Provided records.
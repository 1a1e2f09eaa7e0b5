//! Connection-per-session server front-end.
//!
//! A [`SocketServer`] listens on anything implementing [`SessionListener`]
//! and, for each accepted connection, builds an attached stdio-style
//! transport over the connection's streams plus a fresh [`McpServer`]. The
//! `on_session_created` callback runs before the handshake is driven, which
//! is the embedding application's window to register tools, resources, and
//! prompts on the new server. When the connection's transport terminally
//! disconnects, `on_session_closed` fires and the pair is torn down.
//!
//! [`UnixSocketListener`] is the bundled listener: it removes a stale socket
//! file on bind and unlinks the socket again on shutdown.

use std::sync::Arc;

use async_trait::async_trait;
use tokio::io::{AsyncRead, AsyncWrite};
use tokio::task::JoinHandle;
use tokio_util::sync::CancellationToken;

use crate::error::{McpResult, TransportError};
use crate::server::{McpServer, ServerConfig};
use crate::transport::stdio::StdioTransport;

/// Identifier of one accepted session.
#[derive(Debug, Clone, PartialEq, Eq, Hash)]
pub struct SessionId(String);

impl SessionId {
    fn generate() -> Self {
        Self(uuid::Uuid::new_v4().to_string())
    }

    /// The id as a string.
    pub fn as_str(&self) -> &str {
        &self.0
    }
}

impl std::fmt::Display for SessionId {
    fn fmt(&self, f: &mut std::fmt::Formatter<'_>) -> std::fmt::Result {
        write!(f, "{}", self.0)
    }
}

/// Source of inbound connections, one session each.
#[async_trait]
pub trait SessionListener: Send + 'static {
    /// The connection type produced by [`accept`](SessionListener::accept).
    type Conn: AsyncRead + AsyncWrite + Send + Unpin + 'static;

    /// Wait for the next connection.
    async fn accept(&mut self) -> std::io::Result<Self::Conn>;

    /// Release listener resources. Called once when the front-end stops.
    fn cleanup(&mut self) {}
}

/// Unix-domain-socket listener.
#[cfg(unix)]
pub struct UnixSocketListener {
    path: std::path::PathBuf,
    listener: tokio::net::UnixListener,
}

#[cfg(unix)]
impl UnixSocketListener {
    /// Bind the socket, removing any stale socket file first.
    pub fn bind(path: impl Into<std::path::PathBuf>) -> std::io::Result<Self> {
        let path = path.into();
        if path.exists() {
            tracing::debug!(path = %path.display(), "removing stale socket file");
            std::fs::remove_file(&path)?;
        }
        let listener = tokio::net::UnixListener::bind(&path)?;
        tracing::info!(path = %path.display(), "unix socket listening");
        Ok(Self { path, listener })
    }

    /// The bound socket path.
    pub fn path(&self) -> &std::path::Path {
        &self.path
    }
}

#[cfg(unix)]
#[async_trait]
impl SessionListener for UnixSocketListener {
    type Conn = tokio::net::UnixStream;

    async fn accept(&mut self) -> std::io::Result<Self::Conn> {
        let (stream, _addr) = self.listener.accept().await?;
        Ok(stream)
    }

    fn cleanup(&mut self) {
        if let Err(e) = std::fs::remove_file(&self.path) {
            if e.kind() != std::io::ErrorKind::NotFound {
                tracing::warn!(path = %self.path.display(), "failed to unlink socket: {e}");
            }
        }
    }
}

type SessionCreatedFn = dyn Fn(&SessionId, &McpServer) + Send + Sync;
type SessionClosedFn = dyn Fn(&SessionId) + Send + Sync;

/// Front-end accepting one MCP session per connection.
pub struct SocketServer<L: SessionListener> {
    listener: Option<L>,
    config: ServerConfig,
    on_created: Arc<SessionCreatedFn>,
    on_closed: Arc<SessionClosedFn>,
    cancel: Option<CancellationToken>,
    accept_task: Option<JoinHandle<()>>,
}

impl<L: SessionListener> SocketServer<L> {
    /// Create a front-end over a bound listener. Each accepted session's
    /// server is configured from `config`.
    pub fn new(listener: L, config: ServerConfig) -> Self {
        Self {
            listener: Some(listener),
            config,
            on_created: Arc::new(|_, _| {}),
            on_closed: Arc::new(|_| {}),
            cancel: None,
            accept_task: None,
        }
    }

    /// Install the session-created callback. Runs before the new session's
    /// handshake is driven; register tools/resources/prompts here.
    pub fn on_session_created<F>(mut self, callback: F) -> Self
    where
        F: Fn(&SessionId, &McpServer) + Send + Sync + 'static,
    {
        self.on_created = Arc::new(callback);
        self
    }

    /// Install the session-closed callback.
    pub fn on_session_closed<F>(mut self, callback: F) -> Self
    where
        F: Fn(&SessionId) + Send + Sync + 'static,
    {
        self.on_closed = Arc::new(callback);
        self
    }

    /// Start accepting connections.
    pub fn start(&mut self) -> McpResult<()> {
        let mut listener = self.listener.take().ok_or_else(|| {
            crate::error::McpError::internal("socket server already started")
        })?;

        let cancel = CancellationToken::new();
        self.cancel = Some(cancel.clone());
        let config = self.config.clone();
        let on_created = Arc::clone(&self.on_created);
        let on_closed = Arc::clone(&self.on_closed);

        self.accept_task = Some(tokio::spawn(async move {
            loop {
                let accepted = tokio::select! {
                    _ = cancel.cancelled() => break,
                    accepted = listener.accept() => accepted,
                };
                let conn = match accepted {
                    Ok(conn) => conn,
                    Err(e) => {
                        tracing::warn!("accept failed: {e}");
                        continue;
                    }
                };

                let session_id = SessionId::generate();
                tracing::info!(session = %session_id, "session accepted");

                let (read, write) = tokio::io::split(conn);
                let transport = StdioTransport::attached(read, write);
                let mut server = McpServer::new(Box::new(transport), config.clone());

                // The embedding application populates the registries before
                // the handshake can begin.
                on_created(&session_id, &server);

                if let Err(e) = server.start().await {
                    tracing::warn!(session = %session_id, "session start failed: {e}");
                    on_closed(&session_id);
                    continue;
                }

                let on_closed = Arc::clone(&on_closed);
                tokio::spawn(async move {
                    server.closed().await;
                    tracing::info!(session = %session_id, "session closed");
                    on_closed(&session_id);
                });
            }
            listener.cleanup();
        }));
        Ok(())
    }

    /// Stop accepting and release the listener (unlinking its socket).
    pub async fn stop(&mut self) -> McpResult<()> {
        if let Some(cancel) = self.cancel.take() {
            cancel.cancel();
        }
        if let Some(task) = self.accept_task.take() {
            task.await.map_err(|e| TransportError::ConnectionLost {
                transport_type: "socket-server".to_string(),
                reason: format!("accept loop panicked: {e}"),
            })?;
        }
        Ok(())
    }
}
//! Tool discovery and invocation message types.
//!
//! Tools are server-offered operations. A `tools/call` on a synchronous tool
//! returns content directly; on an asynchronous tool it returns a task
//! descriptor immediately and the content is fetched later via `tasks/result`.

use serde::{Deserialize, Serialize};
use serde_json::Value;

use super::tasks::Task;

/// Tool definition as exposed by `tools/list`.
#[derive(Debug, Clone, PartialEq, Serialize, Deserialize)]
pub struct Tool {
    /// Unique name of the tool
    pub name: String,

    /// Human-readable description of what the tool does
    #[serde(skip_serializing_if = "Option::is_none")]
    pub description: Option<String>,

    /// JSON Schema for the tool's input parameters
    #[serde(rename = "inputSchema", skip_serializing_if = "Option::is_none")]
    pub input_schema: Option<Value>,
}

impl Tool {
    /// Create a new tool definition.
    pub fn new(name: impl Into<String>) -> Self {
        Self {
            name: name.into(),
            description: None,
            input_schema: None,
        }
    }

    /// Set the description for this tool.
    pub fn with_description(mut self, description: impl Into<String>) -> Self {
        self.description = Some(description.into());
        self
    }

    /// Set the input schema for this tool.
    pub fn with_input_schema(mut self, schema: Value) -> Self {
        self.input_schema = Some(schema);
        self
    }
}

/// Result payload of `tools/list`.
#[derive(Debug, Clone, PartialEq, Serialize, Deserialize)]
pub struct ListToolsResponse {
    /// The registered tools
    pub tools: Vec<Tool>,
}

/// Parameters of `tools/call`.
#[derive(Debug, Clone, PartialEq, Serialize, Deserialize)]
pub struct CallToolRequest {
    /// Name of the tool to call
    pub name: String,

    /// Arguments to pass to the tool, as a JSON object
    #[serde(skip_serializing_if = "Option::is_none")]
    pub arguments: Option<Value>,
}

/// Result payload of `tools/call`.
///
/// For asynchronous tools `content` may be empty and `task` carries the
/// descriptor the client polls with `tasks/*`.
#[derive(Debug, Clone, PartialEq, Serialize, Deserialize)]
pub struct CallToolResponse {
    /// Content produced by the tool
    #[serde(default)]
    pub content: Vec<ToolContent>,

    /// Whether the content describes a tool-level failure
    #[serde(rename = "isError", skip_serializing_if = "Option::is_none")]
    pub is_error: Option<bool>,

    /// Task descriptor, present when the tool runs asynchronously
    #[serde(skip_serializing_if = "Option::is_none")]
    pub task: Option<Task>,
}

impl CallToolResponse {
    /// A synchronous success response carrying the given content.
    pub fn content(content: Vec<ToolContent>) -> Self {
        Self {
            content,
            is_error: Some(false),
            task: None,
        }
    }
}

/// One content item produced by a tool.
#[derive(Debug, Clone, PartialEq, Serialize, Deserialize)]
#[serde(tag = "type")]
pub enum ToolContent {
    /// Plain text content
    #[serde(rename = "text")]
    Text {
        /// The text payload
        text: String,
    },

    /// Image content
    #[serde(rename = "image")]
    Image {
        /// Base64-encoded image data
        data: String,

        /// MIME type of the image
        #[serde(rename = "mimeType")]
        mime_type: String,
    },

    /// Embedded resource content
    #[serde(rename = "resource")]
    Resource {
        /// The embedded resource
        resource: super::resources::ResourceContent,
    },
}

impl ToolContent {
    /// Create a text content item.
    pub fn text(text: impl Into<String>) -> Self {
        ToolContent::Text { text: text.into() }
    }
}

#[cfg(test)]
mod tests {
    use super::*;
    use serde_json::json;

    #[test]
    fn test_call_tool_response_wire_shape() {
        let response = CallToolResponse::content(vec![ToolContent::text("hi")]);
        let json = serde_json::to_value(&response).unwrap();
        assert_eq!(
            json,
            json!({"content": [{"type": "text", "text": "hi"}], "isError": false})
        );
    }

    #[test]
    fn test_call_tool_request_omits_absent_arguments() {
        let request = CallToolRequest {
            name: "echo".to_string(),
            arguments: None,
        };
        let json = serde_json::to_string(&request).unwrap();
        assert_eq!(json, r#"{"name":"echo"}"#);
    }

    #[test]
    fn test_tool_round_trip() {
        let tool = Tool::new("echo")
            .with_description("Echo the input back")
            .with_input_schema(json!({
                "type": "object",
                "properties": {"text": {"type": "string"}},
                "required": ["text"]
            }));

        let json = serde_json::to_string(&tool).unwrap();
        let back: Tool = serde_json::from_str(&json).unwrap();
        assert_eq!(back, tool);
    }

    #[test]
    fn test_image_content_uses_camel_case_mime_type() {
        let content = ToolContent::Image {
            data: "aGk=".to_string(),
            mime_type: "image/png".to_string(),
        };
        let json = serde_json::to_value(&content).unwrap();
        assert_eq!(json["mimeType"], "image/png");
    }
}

Exercise aim. Take the lines above from the one containing "again on shutdown." to the one containing "as a string." and retype them exactly, both ends included, with nothing added.

Exercise output.
//! file on bind and unlinks the socket again on shutdown.

use std::sync::Arc;

use async_trait::async_trait;
use tokio::io::{AsyncRead, AsyncWrite};
use tokio::task::JoinHandle;
use tokio_util::sync::CancellationToken;

use crate::error::{McpResult, TransportError};
use crate::server::{McpServer, ServerConfig};
use crate::transport::stdio::StdioTransport;

/// Identifier of one accepted session.
#[derive(Debug, Clone, PartialEq, Eq, Hash)]
pub struct SessionId(String);

impl SessionId {
    fn generate() -> Self {
        Self(uuid::Uuid::new_v4().to_string())
    }

    /// The id as a string.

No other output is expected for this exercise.